• [REQUIRED WORK] Look below for the line holding "field.len()" and the line holding "if let Some(ref callback) = *animate_inner.borrow()". Transcribe exactly those lines and all lines between them, nothing more.

• [AVAILABLE DATA]

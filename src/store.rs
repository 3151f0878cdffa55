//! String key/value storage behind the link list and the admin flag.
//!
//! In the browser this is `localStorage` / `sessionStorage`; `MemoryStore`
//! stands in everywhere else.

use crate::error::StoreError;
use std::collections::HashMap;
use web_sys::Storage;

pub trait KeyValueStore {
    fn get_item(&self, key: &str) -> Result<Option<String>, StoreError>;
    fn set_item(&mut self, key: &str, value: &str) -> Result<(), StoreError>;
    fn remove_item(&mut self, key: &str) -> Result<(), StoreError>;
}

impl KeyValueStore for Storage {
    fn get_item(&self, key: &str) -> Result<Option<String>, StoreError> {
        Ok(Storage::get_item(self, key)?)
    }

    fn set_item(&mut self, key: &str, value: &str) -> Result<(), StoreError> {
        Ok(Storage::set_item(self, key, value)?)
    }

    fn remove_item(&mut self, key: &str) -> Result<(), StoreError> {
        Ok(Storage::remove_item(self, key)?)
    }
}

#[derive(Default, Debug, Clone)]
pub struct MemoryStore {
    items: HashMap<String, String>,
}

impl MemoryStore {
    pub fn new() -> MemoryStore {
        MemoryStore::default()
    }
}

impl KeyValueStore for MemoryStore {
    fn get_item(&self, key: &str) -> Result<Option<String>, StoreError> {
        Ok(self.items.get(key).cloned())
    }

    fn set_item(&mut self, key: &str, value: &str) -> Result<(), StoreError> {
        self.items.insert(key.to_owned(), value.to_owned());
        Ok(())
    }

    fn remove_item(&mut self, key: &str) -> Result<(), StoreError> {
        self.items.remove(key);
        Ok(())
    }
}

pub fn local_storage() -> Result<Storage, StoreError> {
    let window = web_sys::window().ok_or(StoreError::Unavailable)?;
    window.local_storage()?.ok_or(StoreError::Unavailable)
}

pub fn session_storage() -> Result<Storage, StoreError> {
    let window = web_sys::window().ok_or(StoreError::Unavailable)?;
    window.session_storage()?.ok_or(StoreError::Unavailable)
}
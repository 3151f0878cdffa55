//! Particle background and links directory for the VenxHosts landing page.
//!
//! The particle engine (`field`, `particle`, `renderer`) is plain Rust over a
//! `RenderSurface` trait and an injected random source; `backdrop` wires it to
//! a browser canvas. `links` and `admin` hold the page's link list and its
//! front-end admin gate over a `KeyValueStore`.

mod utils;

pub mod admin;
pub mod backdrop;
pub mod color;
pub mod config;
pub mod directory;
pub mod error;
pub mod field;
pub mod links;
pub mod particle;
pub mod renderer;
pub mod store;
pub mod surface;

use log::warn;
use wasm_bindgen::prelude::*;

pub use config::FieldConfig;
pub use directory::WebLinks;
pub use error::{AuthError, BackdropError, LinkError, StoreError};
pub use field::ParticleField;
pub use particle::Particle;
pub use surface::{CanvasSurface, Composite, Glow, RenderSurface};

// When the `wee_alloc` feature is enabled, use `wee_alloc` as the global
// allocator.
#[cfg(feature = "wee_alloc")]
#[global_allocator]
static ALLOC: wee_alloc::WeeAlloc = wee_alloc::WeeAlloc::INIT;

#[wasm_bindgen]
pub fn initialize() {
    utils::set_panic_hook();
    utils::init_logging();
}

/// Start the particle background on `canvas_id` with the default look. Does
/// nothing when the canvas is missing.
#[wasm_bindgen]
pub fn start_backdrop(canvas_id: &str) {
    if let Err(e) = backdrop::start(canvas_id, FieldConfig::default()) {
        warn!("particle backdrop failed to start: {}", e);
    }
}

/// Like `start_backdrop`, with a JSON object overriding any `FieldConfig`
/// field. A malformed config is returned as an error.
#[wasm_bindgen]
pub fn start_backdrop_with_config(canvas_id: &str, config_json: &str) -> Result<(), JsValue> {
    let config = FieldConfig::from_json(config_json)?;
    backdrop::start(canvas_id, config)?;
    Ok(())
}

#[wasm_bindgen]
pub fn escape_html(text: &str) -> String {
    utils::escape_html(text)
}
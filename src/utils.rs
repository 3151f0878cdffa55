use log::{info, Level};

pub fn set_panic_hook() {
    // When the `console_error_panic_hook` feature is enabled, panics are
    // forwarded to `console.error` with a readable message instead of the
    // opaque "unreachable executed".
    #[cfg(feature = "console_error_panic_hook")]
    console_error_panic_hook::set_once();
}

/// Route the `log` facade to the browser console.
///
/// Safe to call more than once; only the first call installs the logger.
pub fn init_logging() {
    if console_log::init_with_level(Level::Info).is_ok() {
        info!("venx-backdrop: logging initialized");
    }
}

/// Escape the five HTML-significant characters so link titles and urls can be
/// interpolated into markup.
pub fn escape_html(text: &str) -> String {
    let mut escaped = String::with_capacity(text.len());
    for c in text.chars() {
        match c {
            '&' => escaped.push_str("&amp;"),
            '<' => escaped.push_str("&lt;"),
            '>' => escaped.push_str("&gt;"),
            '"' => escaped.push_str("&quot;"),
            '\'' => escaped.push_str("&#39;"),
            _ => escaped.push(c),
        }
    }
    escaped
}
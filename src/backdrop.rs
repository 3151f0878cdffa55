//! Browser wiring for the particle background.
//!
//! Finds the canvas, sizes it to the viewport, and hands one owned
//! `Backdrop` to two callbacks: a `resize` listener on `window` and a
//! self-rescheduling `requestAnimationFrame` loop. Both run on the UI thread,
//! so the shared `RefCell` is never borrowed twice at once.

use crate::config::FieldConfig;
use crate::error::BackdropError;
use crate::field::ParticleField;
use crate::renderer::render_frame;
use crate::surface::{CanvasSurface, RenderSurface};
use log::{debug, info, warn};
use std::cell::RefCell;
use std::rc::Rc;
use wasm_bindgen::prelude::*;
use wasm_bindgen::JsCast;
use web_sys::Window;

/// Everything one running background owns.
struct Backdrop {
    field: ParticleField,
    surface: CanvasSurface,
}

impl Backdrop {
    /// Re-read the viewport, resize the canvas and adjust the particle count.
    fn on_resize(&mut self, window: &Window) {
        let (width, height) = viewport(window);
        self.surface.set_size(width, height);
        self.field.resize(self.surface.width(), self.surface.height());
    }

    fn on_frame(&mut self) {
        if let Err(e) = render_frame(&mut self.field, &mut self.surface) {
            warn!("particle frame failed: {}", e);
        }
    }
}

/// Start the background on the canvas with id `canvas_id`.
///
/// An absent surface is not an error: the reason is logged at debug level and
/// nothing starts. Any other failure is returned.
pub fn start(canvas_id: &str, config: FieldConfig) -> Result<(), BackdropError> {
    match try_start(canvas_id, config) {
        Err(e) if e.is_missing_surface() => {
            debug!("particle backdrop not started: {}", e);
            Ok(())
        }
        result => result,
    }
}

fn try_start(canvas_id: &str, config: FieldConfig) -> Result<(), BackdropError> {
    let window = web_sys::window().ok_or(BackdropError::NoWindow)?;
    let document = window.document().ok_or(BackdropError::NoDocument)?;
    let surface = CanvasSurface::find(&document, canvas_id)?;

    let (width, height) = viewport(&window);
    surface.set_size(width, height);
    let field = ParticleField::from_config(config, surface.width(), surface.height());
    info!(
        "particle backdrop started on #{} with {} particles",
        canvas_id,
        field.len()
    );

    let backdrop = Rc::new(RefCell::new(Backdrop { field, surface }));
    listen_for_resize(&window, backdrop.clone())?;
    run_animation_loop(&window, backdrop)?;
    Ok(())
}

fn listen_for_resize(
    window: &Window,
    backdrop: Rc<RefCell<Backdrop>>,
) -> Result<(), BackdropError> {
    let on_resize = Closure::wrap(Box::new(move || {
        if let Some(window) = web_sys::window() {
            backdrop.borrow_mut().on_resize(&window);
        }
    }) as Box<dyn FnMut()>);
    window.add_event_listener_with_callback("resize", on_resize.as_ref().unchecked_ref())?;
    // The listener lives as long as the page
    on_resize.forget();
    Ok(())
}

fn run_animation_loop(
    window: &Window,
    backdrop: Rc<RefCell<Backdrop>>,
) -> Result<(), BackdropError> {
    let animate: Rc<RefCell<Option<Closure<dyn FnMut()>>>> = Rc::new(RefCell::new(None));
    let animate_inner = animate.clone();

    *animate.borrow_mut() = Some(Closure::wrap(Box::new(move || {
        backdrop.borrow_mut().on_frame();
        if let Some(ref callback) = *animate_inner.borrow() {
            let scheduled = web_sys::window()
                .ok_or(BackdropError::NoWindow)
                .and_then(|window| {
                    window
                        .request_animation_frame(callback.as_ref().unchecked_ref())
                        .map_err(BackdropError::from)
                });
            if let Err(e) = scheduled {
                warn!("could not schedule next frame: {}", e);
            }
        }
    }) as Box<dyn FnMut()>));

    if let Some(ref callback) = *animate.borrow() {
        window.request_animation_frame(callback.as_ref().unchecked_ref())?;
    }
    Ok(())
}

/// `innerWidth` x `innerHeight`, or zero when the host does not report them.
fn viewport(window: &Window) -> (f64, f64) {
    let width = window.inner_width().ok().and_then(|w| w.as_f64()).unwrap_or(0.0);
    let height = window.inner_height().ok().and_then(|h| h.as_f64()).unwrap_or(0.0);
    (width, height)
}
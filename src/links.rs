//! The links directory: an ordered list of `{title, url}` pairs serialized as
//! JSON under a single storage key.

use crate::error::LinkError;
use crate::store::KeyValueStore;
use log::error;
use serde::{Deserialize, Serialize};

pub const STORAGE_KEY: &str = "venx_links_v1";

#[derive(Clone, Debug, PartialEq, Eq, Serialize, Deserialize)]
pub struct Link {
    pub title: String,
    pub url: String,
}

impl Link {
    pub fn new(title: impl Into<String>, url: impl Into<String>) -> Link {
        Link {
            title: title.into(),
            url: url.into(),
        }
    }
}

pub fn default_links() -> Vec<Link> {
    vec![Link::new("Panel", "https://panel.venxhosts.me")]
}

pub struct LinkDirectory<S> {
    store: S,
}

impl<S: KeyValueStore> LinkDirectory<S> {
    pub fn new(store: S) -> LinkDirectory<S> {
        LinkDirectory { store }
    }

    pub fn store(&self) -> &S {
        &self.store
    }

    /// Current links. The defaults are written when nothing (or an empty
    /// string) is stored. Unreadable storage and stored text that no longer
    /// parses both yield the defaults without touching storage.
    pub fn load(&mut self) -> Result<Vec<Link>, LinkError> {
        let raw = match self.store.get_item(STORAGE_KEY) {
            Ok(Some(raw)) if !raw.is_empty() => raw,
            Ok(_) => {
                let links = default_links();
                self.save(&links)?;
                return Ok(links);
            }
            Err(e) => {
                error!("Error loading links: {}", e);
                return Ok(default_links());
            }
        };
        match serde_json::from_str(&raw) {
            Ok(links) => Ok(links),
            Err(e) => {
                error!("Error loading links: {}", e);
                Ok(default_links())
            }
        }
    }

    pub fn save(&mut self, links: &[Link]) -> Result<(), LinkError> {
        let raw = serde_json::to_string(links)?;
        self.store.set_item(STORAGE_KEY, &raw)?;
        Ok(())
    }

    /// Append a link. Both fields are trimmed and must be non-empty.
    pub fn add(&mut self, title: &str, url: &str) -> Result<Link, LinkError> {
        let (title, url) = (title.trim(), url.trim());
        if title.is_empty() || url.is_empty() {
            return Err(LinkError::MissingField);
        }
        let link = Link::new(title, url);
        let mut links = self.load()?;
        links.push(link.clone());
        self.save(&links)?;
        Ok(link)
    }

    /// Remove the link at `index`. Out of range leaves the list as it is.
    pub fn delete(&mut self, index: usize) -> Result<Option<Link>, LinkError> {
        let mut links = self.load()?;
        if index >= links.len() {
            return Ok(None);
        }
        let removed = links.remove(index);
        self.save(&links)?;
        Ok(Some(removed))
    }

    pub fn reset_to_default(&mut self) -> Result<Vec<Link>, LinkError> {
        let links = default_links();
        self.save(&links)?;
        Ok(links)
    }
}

• [TASK SOLUTION]
        field.len()
    );

    let backdrop = Rc::new(RefCell::new(Backdrop { field, surface }));
    listen_for_resize(&window, backdrop.clone())?;
    run_animation_loop(&window, backdrop)?;
    Ok(())
}

fn listen_for_resize(
    window: &Window,
    backdrop: Rc<RefCell<Backdrop>>,
) -> Result<(), BackdropError> {
    let on_resize = Closure::wrap(Box::new(move || {
        if let Some(window) = web_sys::window() {
            backdrop.borrow_mut().on_resize(&window);
        }
    }) as Box<dyn FnMut()>);
    window.add_event_listener_with_callback("resize", on_resize.as_ref().unchecked_ref())?;
    // The listener lives as long as the page
    on_resize.forget();
    Ok(())
}

fn run_animation_loop(
    window: &Window,
    backdrop: Rc<RefCell<Backdrop>>,
) -> Result<(), BackdropError> {
    let animate: Rc<RefCell<Option<Closure<dyn FnMut()>>>> = Rc::new(RefCell::new(None));
    let animate_inner = animate.clone();

    *animate.borrow_mut() = Some(Closure::wrap(Box::new(move || {
        backdrop.borrow_mut().on_frame();
        if let Some(ref callback) = *animate_inner.borrow() {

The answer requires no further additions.